- Assignment -
Every line in the material below that includes "usize" should be copied.

- Excerpted records -

"""

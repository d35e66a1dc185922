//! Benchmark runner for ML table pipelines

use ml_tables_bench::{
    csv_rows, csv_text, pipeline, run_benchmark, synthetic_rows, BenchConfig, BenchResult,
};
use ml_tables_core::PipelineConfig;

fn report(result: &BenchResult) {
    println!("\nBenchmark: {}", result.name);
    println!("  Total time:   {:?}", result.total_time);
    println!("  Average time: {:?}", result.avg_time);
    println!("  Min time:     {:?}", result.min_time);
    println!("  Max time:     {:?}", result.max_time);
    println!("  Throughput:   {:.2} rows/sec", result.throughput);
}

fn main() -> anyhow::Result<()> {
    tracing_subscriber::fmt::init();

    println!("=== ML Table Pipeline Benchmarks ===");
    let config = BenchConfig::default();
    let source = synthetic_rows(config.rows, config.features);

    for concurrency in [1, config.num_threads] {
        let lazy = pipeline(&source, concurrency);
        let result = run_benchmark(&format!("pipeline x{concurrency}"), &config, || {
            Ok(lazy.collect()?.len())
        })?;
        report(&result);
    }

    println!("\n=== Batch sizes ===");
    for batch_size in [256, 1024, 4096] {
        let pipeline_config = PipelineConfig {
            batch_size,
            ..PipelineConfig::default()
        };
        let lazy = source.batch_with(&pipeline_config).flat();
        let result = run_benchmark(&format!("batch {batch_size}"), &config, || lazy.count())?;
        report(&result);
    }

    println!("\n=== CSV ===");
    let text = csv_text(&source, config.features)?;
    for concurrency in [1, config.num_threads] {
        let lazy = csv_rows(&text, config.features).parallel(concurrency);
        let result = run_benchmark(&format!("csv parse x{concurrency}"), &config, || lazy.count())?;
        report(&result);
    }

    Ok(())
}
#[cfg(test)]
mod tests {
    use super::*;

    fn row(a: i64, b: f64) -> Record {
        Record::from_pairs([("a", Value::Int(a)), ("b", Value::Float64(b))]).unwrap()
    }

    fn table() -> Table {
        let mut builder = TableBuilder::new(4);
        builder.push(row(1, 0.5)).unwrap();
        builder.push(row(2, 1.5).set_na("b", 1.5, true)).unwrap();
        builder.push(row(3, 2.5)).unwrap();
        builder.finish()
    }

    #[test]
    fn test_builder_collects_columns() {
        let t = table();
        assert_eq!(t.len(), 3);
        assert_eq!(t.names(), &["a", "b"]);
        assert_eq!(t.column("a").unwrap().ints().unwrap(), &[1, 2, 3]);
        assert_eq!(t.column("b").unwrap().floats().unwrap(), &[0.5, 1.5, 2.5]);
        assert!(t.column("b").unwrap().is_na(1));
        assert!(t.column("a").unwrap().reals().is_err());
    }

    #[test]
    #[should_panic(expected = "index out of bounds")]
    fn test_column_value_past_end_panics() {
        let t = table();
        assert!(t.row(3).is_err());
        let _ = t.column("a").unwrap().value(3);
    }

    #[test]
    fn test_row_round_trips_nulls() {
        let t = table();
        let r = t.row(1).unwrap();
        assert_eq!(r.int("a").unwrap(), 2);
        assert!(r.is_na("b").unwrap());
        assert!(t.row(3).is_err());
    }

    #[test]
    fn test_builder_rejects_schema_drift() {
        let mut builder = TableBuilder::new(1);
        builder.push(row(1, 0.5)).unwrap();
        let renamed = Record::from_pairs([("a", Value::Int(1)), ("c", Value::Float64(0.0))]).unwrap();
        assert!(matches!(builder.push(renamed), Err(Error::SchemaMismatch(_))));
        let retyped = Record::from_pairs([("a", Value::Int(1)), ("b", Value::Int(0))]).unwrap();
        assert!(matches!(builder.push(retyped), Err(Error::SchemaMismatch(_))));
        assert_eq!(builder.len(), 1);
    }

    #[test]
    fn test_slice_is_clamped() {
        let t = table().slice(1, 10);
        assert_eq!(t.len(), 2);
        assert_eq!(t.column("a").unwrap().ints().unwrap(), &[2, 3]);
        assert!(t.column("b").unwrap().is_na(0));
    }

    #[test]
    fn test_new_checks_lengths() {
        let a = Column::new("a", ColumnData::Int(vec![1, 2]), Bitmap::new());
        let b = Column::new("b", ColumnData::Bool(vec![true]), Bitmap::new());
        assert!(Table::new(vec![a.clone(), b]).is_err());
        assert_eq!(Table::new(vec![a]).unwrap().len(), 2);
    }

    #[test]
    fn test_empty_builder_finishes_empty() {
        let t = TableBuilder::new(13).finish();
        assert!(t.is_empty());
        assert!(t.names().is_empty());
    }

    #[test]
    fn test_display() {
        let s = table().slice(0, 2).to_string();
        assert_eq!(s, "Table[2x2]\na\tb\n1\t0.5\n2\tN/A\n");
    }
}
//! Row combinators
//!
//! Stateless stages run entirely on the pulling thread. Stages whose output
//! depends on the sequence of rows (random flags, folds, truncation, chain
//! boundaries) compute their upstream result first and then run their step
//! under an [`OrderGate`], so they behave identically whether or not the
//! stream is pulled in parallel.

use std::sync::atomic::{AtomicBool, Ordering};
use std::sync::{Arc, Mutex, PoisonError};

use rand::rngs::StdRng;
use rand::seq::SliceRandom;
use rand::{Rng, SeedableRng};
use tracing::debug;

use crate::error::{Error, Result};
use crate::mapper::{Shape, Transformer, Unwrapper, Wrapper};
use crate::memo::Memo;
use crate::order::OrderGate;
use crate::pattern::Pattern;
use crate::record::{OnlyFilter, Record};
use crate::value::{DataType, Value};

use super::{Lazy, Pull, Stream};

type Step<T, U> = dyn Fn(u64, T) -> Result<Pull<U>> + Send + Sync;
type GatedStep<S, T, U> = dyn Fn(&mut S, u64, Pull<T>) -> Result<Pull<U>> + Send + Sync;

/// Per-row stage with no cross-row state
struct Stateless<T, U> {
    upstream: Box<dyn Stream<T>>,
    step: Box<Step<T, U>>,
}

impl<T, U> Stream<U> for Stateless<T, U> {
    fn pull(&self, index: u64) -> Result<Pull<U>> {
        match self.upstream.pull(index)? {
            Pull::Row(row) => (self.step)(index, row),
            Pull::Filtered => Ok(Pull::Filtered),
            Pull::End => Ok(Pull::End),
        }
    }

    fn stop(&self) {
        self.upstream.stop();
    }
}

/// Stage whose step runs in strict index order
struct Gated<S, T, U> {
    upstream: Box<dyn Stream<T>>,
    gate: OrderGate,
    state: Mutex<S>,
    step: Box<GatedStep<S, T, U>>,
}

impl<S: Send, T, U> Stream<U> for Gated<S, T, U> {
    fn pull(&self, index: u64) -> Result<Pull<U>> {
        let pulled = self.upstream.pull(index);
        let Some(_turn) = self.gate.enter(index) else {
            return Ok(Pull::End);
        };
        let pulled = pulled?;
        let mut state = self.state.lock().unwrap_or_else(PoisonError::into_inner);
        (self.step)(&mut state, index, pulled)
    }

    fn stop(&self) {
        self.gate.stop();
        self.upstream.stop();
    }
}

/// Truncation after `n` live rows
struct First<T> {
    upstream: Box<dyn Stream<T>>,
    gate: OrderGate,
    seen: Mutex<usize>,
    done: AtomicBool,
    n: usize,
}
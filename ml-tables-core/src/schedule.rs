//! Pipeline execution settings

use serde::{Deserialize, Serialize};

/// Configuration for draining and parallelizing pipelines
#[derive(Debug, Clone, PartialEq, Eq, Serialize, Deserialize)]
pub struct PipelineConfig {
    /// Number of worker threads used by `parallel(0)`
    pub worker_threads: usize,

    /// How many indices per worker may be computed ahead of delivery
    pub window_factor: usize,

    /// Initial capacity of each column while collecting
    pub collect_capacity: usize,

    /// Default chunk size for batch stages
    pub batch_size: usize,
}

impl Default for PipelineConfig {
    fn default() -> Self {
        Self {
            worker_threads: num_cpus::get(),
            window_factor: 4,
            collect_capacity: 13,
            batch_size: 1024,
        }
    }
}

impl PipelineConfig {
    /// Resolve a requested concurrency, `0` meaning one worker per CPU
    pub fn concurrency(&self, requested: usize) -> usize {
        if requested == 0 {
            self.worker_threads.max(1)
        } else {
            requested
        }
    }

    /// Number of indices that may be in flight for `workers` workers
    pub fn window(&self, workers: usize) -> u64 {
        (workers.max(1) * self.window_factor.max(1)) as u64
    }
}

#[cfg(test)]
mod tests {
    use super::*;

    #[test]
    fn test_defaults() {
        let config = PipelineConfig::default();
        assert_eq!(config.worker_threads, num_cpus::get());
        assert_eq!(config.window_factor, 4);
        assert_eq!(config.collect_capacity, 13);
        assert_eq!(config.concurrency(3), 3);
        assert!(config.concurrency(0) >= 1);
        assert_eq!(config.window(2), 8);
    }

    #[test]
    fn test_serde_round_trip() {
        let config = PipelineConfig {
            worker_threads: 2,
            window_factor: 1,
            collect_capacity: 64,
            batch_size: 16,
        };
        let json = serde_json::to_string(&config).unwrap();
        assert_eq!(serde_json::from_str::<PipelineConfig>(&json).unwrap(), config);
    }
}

"""

- Output of the exercise -
    seen: Mutex<usize>,
    n: usize,
    pub worker_threads: usize,
    pub window_factor: usize,
    pub collect_capacity: usize,
    pub batch_size: usize,
    pub fn concurrency(&self, requested: usize) -> usize {
    pub fn window(&self, workers: usize) -> u64 {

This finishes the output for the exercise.